Mol Reprod Dev. 2000 Apr;55(4):412-21. doi: 10.1002/(SICI)1098-2795(200004)55:4<412::AID-MRD9>3.0.CO;2-W.
This study was conducted to determine whether endothelial-derived nitric oxide synthase (eNOS) affects meiotic maturation of mouse oocytes in vitro. Cumulus-oocyte complexes (COC) were isolated from ovarian follicles of 27-day-old PMSG-primed wildtype (WT), and eNOS-knockout (eNOS-KO) females, and cultured in drops of medium under oil at 37 degrees C for 16-18 hr. Experiment 1 was carried out to determine effects of eNOS deficiency on the ability of COC to mature in vitro. To determine whether acute synthesis of nitric oxide (NO) was required for oocyte maturation, COC collected from WT mice were cultured in medium without (control) or with different doses of N(omega)-nitro-L-arginine methyl ester (L-NAME), an inhibitor of NOS (exp. 2). To assess effects of NO deficiency on the kinetics of germinal vesicle breakdown (GVBD), COC from WT and eNOS-KO females were observed for 3.5 hr. COC from WT females were also incubated in medium without or with L-NAME (exp. 3 and 4). After the culture period, cumulus cells were removed, and oocytes were counted and classified as metaphase II (M II), metaphase I (M I) or showing atypical (degenerative) morphology. To determine viability and nuclear morphology of oocytes, they were stained with fluorescein diacetate or 4,6-diamidine-2'-phenylindole dihydrochloride, respectively. There were no differences in body weights but ovarian weights were lower in eNOS-KO mice compared with WT mice (P < 0.05). Ovaries from eNOS-KO mice contained fewer COC collected relative to WT mice (P < 0.01). Maturation of COC from eNOS-KO mice or WT oocytes treated with L-NAME resulted in a lower percentage of oocytes at M II stage (P < 0.01 and P < 0.05, respectively) and a higher percentage of oocytes at M I or atypical stages compared with those from WT (P < 0.01 and P < 0.05, respectively). Many oocytes that showed either an arrest in M I stage or abnormal morphology were not viable. Several oocytes in M II stage demonstrated abnormalities in distribution of maternal chromosomes. Our data demonstrate that eNOS-derived NO is a key modulator of oocyte meiotic maturation in vitro. These results support our previous observations in vivo and indicate that eNOS/NO has independent functions in both oocyte maturation and follicular/oocyte development.

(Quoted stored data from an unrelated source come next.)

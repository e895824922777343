//! Integration tests for the shared ring segment

use spatial_ingest::{
    error::{ErrorKind, IngestError},
    ring::{RingBufferConfig, RingBufferHandle, SegmentBacking, SegmentWriter, HEADER_SIZE},
};
use tempfile::TempDir;

const STRIDE: u32 = 256;
const CAPACITY: u64 = STRIDE as u64 * 8;

fn file_config(dir: &TempDir, name: &str) -> RingBufferConfig {
    RingBufferConfig::new(name, HEADER_SIZE + CAPACITY as usize)
        .with_file_path(dir.path().join(name))
}

#[cfg(test)]
mod tests {
    use super::*;

    #[test]
    fn test_default_config_points_at_lidar_segment() {
        let config = RingBufferConfig::default();
        assert_eq!(config.name, "/lidar_circular_buffer");
        assert_eq!(config.size, 16 * 1024 * 1024);
        assert_eq!(config.backing, SegmentBacking::PosixShm);
        assert!(config.validate().is_ok());
    }

    #[test]
    fn test_open_missing_file_segment() {
        let temp_dir = TempDir::new().unwrap();
        let config = file_config(&temp_dir, "missing");

        let err = RingBufferHandle::open(config).unwrap_err();
        assert_eq!(err.kind(), ErrorKind::ResourceUnavailable);
    }

    #[test]
    fn test_open_missing_shm_segment() {
        let name = format!("/spatial_missing_{}", std::process::id());
        let config = RingBufferConfig::new(name, HEADER_SIZE + CAPACITY as usize);

        let err = RingBufferHandle::open(config).unwrap_err();
        assert!(matches!(err, IngestError::ResourceUnavailable { .. }));
    }

    #[test]
    fn test_open_map_close_lifecycle() {
        let temp_dir = TempDir::new().unwrap();
        let config = file_config(&temp_dir, "lifecycle");
        let _writer = SegmentWriter::create(config.clone(), CAPACITY, STRIDE).unwrap();

        let mut handle = RingBufferHandle::open(config).unwrap();
        assert!(handle.is_open());
        assert!(!handle.is_mapped());
        assert!(handle.host_base().is_none());

        let base = handle.map().unwrap();
        assert!(handle.is_mapped());
        assert_eq!(handle.host_base(), Some(base.as_ptr() as usize));
        assert_eq!(handle.mapped_len(), HEADER_SIZE + CAPACITY as usize);

        // Mapping twice hands back the same base
        assert_eq!(handle.map().unwrap(), base);

        handle.close();
        assert!(!handle.is_open());
        assert!(!handle.is_mapped());

        // Idempotent
        handle.close();
        assert!(handle.write_cursor().is_err());
    }

    #[test]
    fn test_header_is_read_from_producer() {
        let temp_dir = TempDir::new().unwrap();
        let config = file_config(&temp_dir, "header");
        let mut writer = SegmentWriter::create(config.clone(), CAPACITY, STRIDE).unwrap();

        let handle = RingBufferHandle::open_mapped(config).unwrap();
        let geometry = handle.geometry().unwrap();
        assert_eq!(geometry.capacity, CAPACITY);
        assert_eq!(geometry.frame_stride, STRIDE);
        assert_eq!(geometry.frames_per_lap(), 8);
        assert_eq!(handle.write_cursor().unwrap(), 0);

        writer.write_frame(&[7u8; STRIDE as usize]).unwrap();
        writer.write_frame(&[9u8; 16]).unwrap();
        assert_eq!(handle.write_cursor().unwrap(), 2 * STRIDE as u64);

        let payload = handle.payload().unwrap();
        assert_eq!(payload.len(), CAPACITY as usize);
        assert!(payload[..STRIDE as usize].iter().all(|&b| b == 7));
        assert!(payload[STRIDE as usize..STRIDE as usize + 16].iter().all(|&b| b == 9));
    }

    #[test]
    fn test_segment_smaller_than_config_fails_to_map() {
        let temp_dir = TempDir::new().unwrap();
        let config = file_config(&temp_dir, "short");
        let _writer = SegmentWriter::create(config.clone(), CAPACITY, STRIDE).unwrap();

        let mut oversized = config.clone();
        oversized.size = config.size * 2;
        let mut handle = RingBufferHandle::open(oversized).unwrap();

        let err = handle.map().unwrap_err();
        assert_eq!(err.kind(), ErrorKind::MappingFailed);
        assert!(!handle.is_open());
    }

    #[test]
    fn test_corrupt_header_fails_to_map() {
        let temp_dir = TempDir::new().unwrap();
        let config = file_config(&temp_dir, "corrupt");
        std::fs::write(
            temp_dir.path().join("corrupt"),
            vec![0u8; HEADER_SIZE + CAPACITY as usize],
        )
        .unwrap();

        // Zero stride in the header
        let mut handle = RingBufferHandle::open(config).unwrap();
        let err = handle.map().unwrap_err();
        assert_eq!(err.kind(), ErrorKind::MappingFailed);
        assert!(err.kind().is_fatal());
        assert!(!handle.is_mapped());
    }

    #[test]
    fn test_producer_rejects_oversized_frame() {
        let temp_dir = TempDir::new().unwrap();
        let config = file_config(&temp_dir, "oversized");
        let mut writer = SegmentWriter::create(config, CAPACITY, STRIDE).unwrap();

        let err = writer.write_frame(&vec![0u8; STRIDE as usize + 1]).unwrap_err();
        assert_eq!(err.kind(), ErrorKind::InvalidParameter);
        assert_eq!(writer.write_cursor(), 0);
    }

    #[test]
    fn test_producer_rejects_bad_geometry() {
        let temp_dir = TempDir::new().unwrap();

        // Capacity not a multiple of stride
        let config = file_config(&temp_dir, "geometry");
        assert!(SegmentWriter::create(config.clone(), CAPACITY - 1, STRIDE).is_err());

        // Capacity larger than the segment
        assert!(SegmentWriter::create(config, CAPACITY * 2, STRIDE).is_err());
    }

    #[test]
    fn test_posix_shm_round_trip() {
        let name = format!("/spatial_ring_test_{}", std::process::id());
        let config = RingBufferConfig::new(name, HEADER_SIZE + CAPACITY as usize);

        let mut writer = SegmentWriter::create(config.clone(), CAPACITY, STRIDE).unwrap();
        writer.write_frame(&[1u8; 8]).unwrap();

        let handle = RingBufferHandle::open_mapped(config).unwrap();
        assert_eq!(handle.config().backing, SegmentBacking::PosixShm);
        assert_eq!(handle.write_cursor().unwrap(), STRIDE as u64);
        assert_eq!(&handle.payload().unwrap()[..8], &[1u8; 8]);
    }
}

本研究旨在确定内皮型一氧化氮合酶(eNOS)是否会影响小鼠卵母细胞的体外减数分裂成熟。从27日龄经孕马血清促性腺激素(PMSG)预处理的野生型(WT)和eNOS基因敲除(eNOS-KO)雌性小鼠的卵巢卵泡中分离出卵丘-卵母细胞复合体(COC),并在37℃的油滴培养基中培养16 - 18小时。实验1旨在确定eNOS缺乏对COC体外成熟能力的影响。为了确定卵母细胞成熟是否需要一氧化氮(NO)的急性合成,将从WT小鼠收集的COC在不含(对照)或含有不同剂量的NOS抑制剂N(ω)-硝基-L-精氨酸甲酯(L-NAME)的培养基中培养(实验2)。为了评估NO缺乏对生发泡破裂(GVBD)动力学的影响,观察来自WT和eNOS-KO雌性小鼠的COC 3.5小时。来自WT雌性小鼠的COC也在不含或含有L-NAME的培养基中孵育(实验3和4)。培养期结束后,去除卵丘细胞,对卵母细胞进行计数并分类为中期II(M II)、中期I(M I)或显示非典型(退化)形态。为了确定卵母细胞的活力和核形态,分别用二醋酸荧光素或4,6-二脒基-2'-苯基吲哚二盐酸盐对它们进行染色。eNOS-KO小鼠与WT小鼠的体重没有差异,但eNOS-KO小鼠的卵巢重量低于WT小鼠(P < 0.05)。相对于WT小鼠,eNOS-KO小鼠卵巢中收集到的COC较少(P < 0.01)。与WT小鼠相比,来自eNOS-KO小鼠的COC或用L-NAME处理的WT卵母细胞成熟后,处于M II期的卵母细胞百分比更低(分别为P < 0.01和P < 0.05),处于M I期或非典型期的卵母细胞百分比更高(分别为P < 0.01和P < 0.05)。许多停滞在M I期或形态异常的卵母细胞没有活力。一些处于M II期的卵母细胞显示出母源染色体分布异常。我们的数据表明,eNOS衍生的NO是体外卵母细胞减数分裂成熟的关键调节因子。这些结果支持了我们之前体内观察的结果,并表明eNOS/NO在卵母细胞成熟和卵泡/卵母细胞发育中具有独立的功能。